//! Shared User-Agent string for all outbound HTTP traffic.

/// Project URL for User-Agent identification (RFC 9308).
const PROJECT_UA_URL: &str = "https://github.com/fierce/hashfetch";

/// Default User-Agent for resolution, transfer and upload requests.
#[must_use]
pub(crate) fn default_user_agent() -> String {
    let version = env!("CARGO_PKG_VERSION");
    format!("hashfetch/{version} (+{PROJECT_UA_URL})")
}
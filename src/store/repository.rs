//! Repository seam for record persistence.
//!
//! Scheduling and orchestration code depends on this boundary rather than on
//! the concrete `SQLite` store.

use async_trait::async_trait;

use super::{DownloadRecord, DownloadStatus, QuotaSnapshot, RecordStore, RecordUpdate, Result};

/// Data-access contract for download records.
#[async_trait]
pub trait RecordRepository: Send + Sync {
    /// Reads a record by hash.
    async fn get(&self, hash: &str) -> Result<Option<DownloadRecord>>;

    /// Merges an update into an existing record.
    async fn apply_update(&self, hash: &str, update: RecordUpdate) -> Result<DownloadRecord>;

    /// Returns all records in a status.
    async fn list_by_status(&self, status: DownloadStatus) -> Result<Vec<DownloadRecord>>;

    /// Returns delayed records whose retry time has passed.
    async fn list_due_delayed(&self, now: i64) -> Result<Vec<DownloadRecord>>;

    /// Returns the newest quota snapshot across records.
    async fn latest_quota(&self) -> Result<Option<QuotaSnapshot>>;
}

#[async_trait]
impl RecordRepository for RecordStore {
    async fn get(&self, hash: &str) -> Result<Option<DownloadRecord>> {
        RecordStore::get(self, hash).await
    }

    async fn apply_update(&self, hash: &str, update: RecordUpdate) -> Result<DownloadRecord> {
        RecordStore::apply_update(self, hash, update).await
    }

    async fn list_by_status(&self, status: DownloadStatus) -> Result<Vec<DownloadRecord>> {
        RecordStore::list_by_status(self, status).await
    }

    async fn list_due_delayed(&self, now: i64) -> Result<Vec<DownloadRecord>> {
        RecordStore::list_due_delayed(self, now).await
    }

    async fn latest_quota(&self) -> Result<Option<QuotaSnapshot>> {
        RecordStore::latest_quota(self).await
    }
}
● ● ●
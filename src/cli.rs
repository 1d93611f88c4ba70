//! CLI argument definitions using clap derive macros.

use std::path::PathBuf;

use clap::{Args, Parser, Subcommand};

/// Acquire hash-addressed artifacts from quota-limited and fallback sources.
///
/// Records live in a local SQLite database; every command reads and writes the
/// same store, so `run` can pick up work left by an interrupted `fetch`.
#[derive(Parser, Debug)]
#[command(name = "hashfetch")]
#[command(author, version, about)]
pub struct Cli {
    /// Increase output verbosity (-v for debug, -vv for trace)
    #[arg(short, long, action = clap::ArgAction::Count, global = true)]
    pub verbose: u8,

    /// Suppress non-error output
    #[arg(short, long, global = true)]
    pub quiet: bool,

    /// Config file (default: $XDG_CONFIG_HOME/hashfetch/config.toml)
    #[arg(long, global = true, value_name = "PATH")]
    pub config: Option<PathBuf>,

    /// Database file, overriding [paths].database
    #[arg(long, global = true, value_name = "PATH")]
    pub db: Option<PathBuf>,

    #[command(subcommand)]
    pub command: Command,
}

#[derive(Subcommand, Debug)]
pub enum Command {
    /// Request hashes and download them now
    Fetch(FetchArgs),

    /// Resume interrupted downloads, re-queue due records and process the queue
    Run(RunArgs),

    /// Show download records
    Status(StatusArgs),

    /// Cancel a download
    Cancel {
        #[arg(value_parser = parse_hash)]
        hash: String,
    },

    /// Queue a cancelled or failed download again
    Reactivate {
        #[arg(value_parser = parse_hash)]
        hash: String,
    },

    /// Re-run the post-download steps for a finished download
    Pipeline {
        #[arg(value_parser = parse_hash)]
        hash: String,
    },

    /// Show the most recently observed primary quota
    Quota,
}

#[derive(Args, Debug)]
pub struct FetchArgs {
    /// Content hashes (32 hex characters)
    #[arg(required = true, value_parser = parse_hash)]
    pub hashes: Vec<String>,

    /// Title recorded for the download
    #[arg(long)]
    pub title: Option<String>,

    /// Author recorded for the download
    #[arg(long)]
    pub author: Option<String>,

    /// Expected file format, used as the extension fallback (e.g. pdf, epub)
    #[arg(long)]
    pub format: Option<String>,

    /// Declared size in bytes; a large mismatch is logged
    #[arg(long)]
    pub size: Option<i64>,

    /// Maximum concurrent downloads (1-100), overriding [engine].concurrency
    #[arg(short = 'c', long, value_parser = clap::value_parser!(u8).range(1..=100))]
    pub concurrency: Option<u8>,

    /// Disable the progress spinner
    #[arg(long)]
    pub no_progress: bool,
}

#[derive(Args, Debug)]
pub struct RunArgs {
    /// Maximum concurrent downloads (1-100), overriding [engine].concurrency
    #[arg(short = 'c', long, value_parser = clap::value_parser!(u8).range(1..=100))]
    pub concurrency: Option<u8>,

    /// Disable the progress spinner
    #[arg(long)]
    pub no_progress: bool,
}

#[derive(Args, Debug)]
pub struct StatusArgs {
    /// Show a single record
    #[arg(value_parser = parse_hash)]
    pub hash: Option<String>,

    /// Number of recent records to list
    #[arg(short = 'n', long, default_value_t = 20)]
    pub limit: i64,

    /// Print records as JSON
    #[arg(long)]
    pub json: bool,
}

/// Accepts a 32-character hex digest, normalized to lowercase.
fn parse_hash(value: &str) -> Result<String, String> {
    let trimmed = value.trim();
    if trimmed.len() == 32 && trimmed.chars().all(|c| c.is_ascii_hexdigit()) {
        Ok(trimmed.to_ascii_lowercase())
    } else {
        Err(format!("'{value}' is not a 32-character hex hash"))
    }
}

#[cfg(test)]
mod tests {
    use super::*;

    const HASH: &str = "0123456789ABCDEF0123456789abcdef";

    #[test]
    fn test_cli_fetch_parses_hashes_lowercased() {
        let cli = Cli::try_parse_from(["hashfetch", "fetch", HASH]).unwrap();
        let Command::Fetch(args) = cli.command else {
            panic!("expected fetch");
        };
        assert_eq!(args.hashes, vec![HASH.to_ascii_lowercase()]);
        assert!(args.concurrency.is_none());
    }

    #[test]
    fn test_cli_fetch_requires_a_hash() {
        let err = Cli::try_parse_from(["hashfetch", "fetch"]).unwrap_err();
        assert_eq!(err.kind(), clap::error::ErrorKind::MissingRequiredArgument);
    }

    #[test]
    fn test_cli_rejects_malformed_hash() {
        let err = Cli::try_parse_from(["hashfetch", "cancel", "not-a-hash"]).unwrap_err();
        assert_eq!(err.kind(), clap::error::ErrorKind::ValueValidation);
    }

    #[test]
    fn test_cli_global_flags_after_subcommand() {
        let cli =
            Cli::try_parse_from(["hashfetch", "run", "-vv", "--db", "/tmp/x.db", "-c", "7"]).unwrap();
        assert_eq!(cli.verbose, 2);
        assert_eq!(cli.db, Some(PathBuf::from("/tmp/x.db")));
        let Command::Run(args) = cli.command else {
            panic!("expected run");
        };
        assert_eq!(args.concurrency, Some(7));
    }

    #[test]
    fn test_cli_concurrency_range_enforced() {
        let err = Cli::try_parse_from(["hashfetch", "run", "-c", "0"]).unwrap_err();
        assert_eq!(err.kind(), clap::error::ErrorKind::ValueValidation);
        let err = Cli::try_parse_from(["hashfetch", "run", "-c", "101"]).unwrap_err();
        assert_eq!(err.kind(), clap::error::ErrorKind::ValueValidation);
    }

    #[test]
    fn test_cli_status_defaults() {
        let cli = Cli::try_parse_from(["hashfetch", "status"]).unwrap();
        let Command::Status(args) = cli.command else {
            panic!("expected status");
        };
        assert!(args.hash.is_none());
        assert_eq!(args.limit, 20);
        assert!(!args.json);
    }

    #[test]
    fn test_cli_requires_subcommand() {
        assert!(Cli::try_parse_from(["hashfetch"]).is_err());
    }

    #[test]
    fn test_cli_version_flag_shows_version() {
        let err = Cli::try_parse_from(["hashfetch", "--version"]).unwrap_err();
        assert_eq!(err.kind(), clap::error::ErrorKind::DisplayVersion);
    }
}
● ● ●
This task asks for the number of lines above that include the string "Some". Respond with that number only.

2